Your answer should consist of the lines below that hold the word "widgets".

'''

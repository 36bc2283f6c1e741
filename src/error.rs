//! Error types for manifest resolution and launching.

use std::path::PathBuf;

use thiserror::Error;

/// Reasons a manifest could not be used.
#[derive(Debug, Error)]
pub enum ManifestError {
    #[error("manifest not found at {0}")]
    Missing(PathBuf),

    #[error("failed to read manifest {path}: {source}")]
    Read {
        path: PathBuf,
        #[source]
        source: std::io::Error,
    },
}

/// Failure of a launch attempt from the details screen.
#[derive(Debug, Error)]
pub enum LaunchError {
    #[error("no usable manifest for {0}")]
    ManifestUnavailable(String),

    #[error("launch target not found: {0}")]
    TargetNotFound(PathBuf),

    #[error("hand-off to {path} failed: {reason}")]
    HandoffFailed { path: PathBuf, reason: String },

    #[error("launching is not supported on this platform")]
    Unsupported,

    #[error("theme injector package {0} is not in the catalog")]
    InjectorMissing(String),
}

'''
'''

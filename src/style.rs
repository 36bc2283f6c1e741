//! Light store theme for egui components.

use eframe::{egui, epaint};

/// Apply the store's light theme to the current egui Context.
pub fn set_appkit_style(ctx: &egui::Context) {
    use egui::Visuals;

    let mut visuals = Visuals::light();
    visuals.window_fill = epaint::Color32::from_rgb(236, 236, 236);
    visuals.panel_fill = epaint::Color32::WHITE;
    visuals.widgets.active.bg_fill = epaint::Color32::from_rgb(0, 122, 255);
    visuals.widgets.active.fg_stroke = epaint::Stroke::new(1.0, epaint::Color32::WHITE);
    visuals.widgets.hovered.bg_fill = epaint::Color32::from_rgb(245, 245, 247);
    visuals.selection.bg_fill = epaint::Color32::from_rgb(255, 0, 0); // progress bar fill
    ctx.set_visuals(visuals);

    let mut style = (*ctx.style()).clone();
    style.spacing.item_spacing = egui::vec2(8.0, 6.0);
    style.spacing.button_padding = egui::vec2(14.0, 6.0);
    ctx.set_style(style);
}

'''

> [Task output]
    visuals.widgets.active.bg_fill = epaint::Color32::from_rgb(0, 122, 255);
    visuals.widgets.active.fg_stroke = epaint::Stroke::new(1.0, epaint::Color32::WHITE);
    visuals.widgets.hovered.bg_fill = epaint::Color32::from_rgb(245, 245, 247);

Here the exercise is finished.